WHAT IS EXPECTED:
With no additions or omissions, print the listing that follows.
□ □ □ □ □ □ □
// Appends ten BME688 readings, one per second, to `logs/log.txt` on an SD
// card and unmounts it.
//
// Pin map:
//   GPIO4 -> SD SCK
//   GPIO5 -> SD MOSI
//   GPIO8 <- SD MISO
//   GPIO7 -> SD CS
//   GPIO6 <> BME688 SDA
//   GPIO10 -> BME688 SCL

#![no_std]
#![no_main]
#![deny(
    clippy::mem_forget,
    reason = "mem::forget is generally not safe to do with esp_hal types, especially those \
    holding buffers for the duration of a data transfer."
)]

use defmt::{error, info, warn};
use embassy_executor::Spawner;
use embassy_time::{Delay, Duration, Instant, Timer};
use embedded_hal_bus::spi::ExclusiveDevice;
use embedded_sdmmc::{BlockDevice, SdCard, TimeSource};
use esp32_peripherals::bme688::{self, Bme688};
use esp32_peripherals::recorder::{Recorder, RECORD_COUNT, RECORD_INTERVAL_MS};
use esp32_peripherals::sdcard::{DummyTimesource, SdStorage};
use esp_hal::clock::CpuClock;
use esp_hal::gpio::{Level, Output, OutputConfig};
use esp_hal::i2c::master::{Config as I2cConfig, I2c};
use esp_hal::spi::master::{Config, Spi};
use esp_hal::spi::Mode;
use esp_hal::time::Rate;
use esp_hal::timer::systimer::SystemTimer;
use {esp_backtrace as _, esp_println as _};

// This creates a default app-descriptor required by the esp-idf bootloader.
// For more information see: <https://docs.espressif.com/projects/esp-idf/en/stable/esp32/api-reference/system/app_image_format.html#application-description>
esp_bootloader_esp_idf::esp_app_desc!();

async fn park() -> ! {
    loop {
        Timer::after(Duration::from_secs(2)).await;
    }
}

fn unmount<D: BlockDevice, T: TimeSource>(storage: SdStorage<D, T>) {
    match storage.close() {
        Ok(_) => info!("SD card unmounted"),
        Err(e) => error!("Failed to unmount SD card: {}", e),
    }
}

#[esp_hal_embassy::main]
async fn main(spawner: Spawner) {
    let config = esp_hal::Config::default().with_cpu_clock(CpuClock::max());
    let peripherals = esp_hal::init(config);

    let timer0 = SystemTimer::new(peripherals.SYSTIMER);
    esp_hal_embassy::init(timer0.alarm0);

    info!("Embassy initialized!");

    let spi_config = Config::default()
        .with_frequency(Rate::from_khz(400))
        .with_mode(Mode::_0);
    let spi_bus = Spi::new(peripherals.SPI2, spi_config)
        .expect("SPI configuration is valid")
        .with_sck(peripherals.GPIO4)
        .with_mosi(peripherals.GPIO5)
        .with_miso(peripherals.GPIO8);

    let chip_select = Output::new(peripherals.GPIO7, Level::High, OutputConfig::default());
    let Ok(spi_dev) = ExclusiveDevice::new(spi_bus, chip_select, Delay);

    let mut storage = match SdStorage::open(SdCard::new(spi_dev, Delay), DummyTimesource::default()) {
        Ok(storage) => storage,
        Err(e) => {
            error!("Failed to mount SD card: {}", e);
            park().await
        }
    };
    info!("SD card mounted, {} bytes", storage.card_size_bytes());

    let i2c = I2c::new(
        peripherals.I2C0,
        I2cConfig::default().with_frequency(Rate::from_khz(100)),
    )
    .expect("I2C configuration is valid")
    .with_sda(peripherals.GPIO6)
    .with_scl(peripherals.GPIO10);

    let mut sensor = match Bme688::new(i2c, esp_hal::delay::Delay::new(), bme688::Config::default()) {
        Ok(sensor) => sensor,
        Err(e) => {
            error!("BME688 init failed: {}", e);
            unmount(storage);
            park().await
        }
    };

    // Health check before anything is written.
    if let Err(e) = sensor.measure() {
        error!("Initial BME688 measurement failed: {}", e);
        unmount(storage);
        park().await
    }

    let mut recorder = Recorder::prepare(&mut storage);
    info!("Logging to {}", recorder.path());

    let _ = spawner;

    for _ in 0..RECORD_COUNT {
        match sensor.measure() {
            Ok(m) => {
                let now = Instant::now().as_millis();
                match recorder.record(&mut storage, now, &m) {
                    Ok(()) => info!("Record {} written at {} ms", recorder.written(), now),
                    Err(e) => warn!("Failed to write record: {}", e),
                }
            }
            Err(e) => warn!("Skipping record: {}", e),
        }
        Timer::after(Duration::from_millis(RECORD_INTERVAL_MS)).await;
    }

    info!("{} of {} records written", recorder.written(), RECORD_COUNT);
    unmount(storage);

    park().await
}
□ □ □ □ □ □ □
SOLUTION BELOW:
// Appends ten BME688 readings, one per second, to `logs/log.txt` on an SD
// card and unmounts it.
//
// Pin map:
//   GPIO4 -> SD SCK
//   GPIO5 -> SD MOSI
//   GPIO8 <- SD MISO
//   GPIO7 -> SD CS
//   GPIO6 <> BME688 SDA
//   GPIO10 -> BME688 SCL

#![no_std]
#![no_main]
#![deny(
    clippy::mem_forget,
    reason = "mem::forget is generally not safe to do with esp_hal types, especially those \
    holding buffers for the duration of a data transfer."
)]

use defmt::{error, info, warn};
use embassy_executor::Spawner;
use embassy_time::{Delay, Duration, Instant, Timer};
use embedded_hal_bus::spi::ExclusiveDevice;
use embedded_sdmmc::{BlockDevice, SdCard, TimeSource};
use esp32_peripherals::bme688::{self, Bme688};
use esp32_peripherals::recorder::{Recorder, RECORD_COUNT, RECORD_INTERVAL_MS};
use esp32_peripherals::sdcard::{DummyTimesource, SdStorage};
use esp_hal::clock::CpuClock;
use esp_hal::gpio::{Level, Output, OutputConfig};
use esp_hal::i2c::master::{Config as I2cConfig, I2c};
use esp_hal::spi::master::{Config, Spi};
use esp_hal::spi::Mode;
use esp_hal::time::Rate;
use esp_hal::timer::systimer::SystemTimer;
use {esp_backtrace as _, esp_println as _};

// This creates a default app-descriptor required by the esp-idf bootloader.
// For more information see: <https://docs.espressif.com/projects/esp-idf/en/stable/esp32/api-reference/system/app_image_format.html#application-description>
esp_bootloader_esp_idf::esp_app_desc!();

async fn park() -> ! {
    loop {
        Timer::after(Duration::from_secs(2)).await;
    }
}

fn unmount<D: BlockDevice, T: TimeSource>(storage: SdStorage<D, T>) {
    match storage.close() {
        Ok(_) => info!("SD card unmounted"),
        Err(e) => error!("Failed to unmount SD card: {}", e),
    }
}

#[esp_hal_embassy::main]
async fn main(spawner: Spawner) {
    let config = esp_hal::Config::default().with_cpu_clock(CpuClock::max());
    let peripherals = esp_hal::init(config);

    let timer0 = SystemTimer::new(peripherals.SYSTIMER);
    esp_hal_embassy::init(timer0.alarm0);

    info!("Embassy initialized!");

    let spi_config = Config::default()
        .with_frequency(Rate::from_khz(400))
        .with_mode(Mode::_0);
    let spi_bus = Spi::new(peripherals.SPI2, spi_config)
        .expect("SPI configuration is valid")
        .with_sck(peripherals.GPIO4)
        .with_mosi(peripherals.GPIO5)
        .with_miso(peripherals.GPIO8);

    let chip_select = Output::new(peripherals.GPIO7, Level::High, OutputConfig::default());
    let Ok(spi_dev) = ExclusiveDevice::new(spi_bus, chip_select, Delay);

    let mut storage = match SdStorage::open(SdCard::new(spi_dev, Delay), DummyTimesource::default()) {
        Ok(storage) => storage,
        Err(e) => {
            error!("Failed to mount SD card: {}", e);
            park().await
        }
    };
    info!("SD card mounted, {} bytes", storage.card_size_bytes());

    let i2c = I2c::new(
        peripherals.I2C0,
        I2cConfig::default().with_frequency(Rate::from_khz(100)),
    )
    .expect("I2C configuration is valid")
    .with_sda(peripherals.GPIO6)
    .with_scl(peripherals.GPIO10);

    let mut sensor = match Bme688::new(i2c, esp_hal::delay::Delay::new(), bme688::Config::default()) {
        Ok(sensor) => sensor,
        Err(e) => {
            error!("BME688 init failed: {}", e);
            unmount(storage);
            park().await
        }
    };

    // Health check before anything is written.
    if let Err(e) = sensor.measure() {
        error!("Initial BME688 measurement failed: {}", e);
        unmount(storage);
        park().await
    }

    let mut recorder = Recorder::prepare(&mut storage);
    info!("Logging to {}", recorder.path());

    let _ = spawner;

    for _ in 0..RECORD_COUNT {
        match sensor.measure() {
            Ok(m) => {
                let now = Instant::now().as_millis();
                match recorder.record(&mut storage, now, &m) {
                    Ok(()) => info!("Record {} written at {} ms", recorder.written(), now),
                    Err(e) => warn!("Failed to write record: {}", e),
                }
            }
            Err(e) => warn!("Skipping record: {}", e),
        }
        Timer::after(Duration::from_millis(RECORD_INTERVAL_MS)).await;
    }

    info!("{} of {} records written", recorder.written(), RECORD_COUNT);
    unmount(storage);

    park().await
}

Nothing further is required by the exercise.